Input material –

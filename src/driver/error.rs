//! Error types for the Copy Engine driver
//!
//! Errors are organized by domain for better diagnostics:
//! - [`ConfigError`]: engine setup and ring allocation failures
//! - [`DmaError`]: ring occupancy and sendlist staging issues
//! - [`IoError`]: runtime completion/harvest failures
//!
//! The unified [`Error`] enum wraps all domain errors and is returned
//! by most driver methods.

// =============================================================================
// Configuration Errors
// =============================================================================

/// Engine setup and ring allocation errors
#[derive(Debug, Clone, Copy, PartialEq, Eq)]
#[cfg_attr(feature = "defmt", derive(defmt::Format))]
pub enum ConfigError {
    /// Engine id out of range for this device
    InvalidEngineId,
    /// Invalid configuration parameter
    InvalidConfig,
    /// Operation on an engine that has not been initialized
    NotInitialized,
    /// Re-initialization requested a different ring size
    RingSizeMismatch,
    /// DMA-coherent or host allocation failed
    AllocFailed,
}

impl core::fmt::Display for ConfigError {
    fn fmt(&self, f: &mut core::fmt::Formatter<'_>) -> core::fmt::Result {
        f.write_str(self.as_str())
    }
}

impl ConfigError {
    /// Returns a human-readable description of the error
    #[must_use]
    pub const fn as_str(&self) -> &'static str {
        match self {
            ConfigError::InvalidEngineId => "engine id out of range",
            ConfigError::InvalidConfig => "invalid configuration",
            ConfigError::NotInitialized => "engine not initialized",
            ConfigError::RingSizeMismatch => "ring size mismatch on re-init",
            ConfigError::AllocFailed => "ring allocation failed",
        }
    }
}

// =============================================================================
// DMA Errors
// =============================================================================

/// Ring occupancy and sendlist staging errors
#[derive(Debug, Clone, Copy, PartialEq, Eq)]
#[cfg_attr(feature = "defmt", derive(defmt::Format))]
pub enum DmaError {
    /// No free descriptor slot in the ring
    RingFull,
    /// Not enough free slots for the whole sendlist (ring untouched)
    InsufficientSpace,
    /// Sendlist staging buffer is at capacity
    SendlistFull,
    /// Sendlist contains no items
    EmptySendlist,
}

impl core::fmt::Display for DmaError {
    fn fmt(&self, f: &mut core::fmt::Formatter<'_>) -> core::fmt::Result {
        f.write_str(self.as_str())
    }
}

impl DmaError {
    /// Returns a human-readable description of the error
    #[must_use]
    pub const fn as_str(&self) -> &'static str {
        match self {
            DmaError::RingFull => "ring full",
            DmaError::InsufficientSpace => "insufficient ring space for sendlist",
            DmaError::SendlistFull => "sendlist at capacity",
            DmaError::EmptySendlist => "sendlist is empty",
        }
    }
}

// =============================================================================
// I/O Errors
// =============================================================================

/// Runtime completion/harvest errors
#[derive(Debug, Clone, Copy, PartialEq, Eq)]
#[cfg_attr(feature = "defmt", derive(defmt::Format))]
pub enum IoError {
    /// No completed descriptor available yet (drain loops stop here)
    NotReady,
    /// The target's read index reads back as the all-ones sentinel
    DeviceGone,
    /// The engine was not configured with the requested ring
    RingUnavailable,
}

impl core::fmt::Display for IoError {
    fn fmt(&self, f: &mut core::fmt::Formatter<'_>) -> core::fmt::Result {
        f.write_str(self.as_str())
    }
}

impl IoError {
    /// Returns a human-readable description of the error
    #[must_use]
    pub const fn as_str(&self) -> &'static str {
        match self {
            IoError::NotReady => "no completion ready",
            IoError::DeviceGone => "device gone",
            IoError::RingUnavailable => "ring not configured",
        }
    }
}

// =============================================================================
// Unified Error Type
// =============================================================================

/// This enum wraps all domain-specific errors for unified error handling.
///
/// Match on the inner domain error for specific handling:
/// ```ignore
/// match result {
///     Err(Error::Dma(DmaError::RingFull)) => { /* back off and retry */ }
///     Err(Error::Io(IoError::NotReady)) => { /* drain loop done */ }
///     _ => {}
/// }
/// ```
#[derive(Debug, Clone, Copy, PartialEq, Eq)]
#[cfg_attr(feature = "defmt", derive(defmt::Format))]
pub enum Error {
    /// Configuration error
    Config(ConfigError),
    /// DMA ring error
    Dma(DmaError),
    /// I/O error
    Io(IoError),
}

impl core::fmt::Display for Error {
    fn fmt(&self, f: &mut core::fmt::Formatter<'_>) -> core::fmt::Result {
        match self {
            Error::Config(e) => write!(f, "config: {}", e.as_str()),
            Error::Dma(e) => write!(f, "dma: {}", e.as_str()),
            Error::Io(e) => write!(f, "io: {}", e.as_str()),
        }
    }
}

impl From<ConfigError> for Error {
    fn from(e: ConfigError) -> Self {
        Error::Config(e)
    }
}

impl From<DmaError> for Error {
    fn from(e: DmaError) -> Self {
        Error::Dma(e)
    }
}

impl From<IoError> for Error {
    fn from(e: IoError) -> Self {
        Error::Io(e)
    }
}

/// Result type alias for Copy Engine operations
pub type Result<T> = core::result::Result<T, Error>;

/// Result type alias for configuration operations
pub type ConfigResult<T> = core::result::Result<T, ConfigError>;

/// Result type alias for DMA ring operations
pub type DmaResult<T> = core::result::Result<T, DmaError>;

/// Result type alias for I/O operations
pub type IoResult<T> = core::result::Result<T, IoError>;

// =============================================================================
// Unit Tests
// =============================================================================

Task prompt –
Extract, word for word, each line of the listing above.

Result of this exercise –
filename src/driver/error.rs
//! Error types for the Copy Engine driver
//!
//! Errors are organized by domain for better diagnostics:
//! - [`ConfigError`]: engine setup and ring allocation failures
//! - [`DmaError`]: ring occupancy and sendlist staging issues
//! - [`IoError`]: runtime completion/harvest failures
//!
//! The unified [`Error`] enum wraps all domain errors and is returned
//! by most driver methods.

// =============================================================================
// Configuration Errors
// =============================================================================

/// Engine setup and ring allocation errors
#[derive(Debug, Clone, Copy, PartialEq, Eq)]
#[cfg_attr(feature = "defmt", derive(defmt::Format))]
pub enum ConfigError {
    /// Engine id out of range for this device
    InvalidEngineId,
    /// Invalid configuration parameter
    InvalidConfig,
    /// Operation on an engine that has not been initialized
    NotInitialized,
    /// Re-initialization requested a different ring size
    RingSizeMismatch,
    /// DMA-coherent or host allocation failed
    AllocFailed,
}

impl core::fmt::Display for ConfigError {
    fn fmt(&self, f: &mut core::fmt::Formatter<'_>) -> core::fmt::Result {
        f.write_str(self.as_str())
    }
}

impl ConfigError {
    /// Returns a human-readable description of the error
    #[must_use]
    pub const fn as_str(&self) -> &'static str {
        match self {
            ConfigError::InvalidEngineId => "engine id out of range",
            ConfigError::InvalidConfig => "invalid configuration",
            ConfigError::NotInitialized => "engine not initialized",
            ConfigError::RingSizeMismatch => "ring size mismatch on re-init",
            ConfigError::AllocFailed => "ring allocation failed",
        }
    }
}

// =============================================================================
// DMA Errors
// =============================================================================

/// Ring occupancy and sendlist staging errors
#[derive(Debug, Clone, Copy, PartialEq, Eq)]
#[cfg_attr(feature = "defmt", derive(defmt::Format))]
pub enum DmaError {
    /// No free descriptor slot in the ring
    RingFull,
    /// Not enough free slots for the whole sendlist (ring untouched)
    InsufficientSpace,
    /// Sendlist staging buffer is at capacity
    SendlistFull,
    /// Sendlist contains no items
    EmptySendlist,
}

impl core::fmt::Display for DmaError {
    fn fmt(&self, f: &mut core::fmt::Formatter<'_>) -> core::fmt::Result {
        f.write_str(self.as_str())
    }
}

impl DmaError {
    /// Returns a human-readable description of the error
    #[must_use]
    pub const fn as_str(&self) -> &'static str {
        match self {
            DmaError::RingFull => "ring full",
            DmaError::InsufficientSpace => "insufficient ring space for sendlist",
            DmaError::SendlistFull => "sendlist at capacity",
            DmaError::EmptySendlist => "sendlist is empty",
        }
    }
}

// =============================================================================
// I/O Errors
// =============================================================================

/// Runtime completion/harvest errors
#[derive(Debug, Clone, Copy, PartialEq, Eq)]
#[cfg_attr(feature = "defmt", derive(defmt::Format))]
pub enum IoError {
    /// No completed descriptor available yet (drain loops stop here)
    NotReady,
    /// The target's read index reads back as the all-ones sentinel
    DeviceGone,
    /// The engine was not configured with the requested ring
    RingUnavailable,
}

impl core::fmt::Display for IoError {
    fn fmt(&self, f: &mut core::fmt::Formatter<'_>) -> core::fmt::Result {
        f.write_str(self.as_str())
    }
}

impl IoError {
    /// Returns a human-readable description of the error
    #[must_use]
    pub const fn as_str(&self) -> &'static str {
        match self {
            IoError::NotReady => "no completion ready",
            IoError::DeviceGone => "device gone",
            IoError::RingUnavailable => "ring not configured",
        }
    }
}

// =============================================================================
// Unified Error Type
// =============================================================================

/// This enum wraps all domain-specific errors for unified error handling.
///
/// Match on the inner domain error for specific handling:
/// ```ignore
/// match result {
///     Err(Error::Dma(DmaError::RingFull)) => { /* back off and retry */ }
///     Err(Error::Io(IoError::NotReady)) => { /* drain loop done */ }
///     _ => {}
/// }
/// ```
#[derive(Debug, Clone, Copy, PartialEq, Eq)]
#[cfg_attr(feature = "defmt", derive(defmt::Format))]
pub enum Error {
    /// Configuration error
    Config(ConfigError),
    /// DMA ring error
    Dma(DmaError),
    /// I/O error
    Io(IoError),
}

impl core::fmt::Display for Error {
    fn fmt(&self, f: &mut core::fmt::Formatter<'_>) -> core::fmt::Result {
        match self {
            Error::Config(e) => write!(f, "config: {}", e.as_str()),
            Error::Dma(e) => write!(f, "dma: {}", e.as_str()),
            Error::Io(e) => write!(f, "io: {}", e.as_str()),
        }
    }
}

impl From<ConfigError> for Error {
    fn from(e: ConfigError) -> Self {
        Error::Config(e)
    }
}

impl From<DmaError> for Error {
    fn from(e: DmaError) -> Self {
        Error::Dma(e)
    }
}

impl From<IoError> for Error {
    fn from(e: IoError) -> Self {
        Error::Io(e)
    }
}

/// Result type alias for Copy Engine operations
pub type Result<T> = core::result::Result<T, Error>;

/// Result type alias for configuration operations
pub type ConfigResult<T> = core::result::Result<T, ConfigError>;

/// Result type alias for DMA ring operations
pub type DmaResult<T> = core::result::Result<T, DmaError>;

/// Result type alias for I/O operations
pub type IoResult<T> = core::result::Result<T, IoError>;

// =============================================================================
// Unit Tests
// =============================================================================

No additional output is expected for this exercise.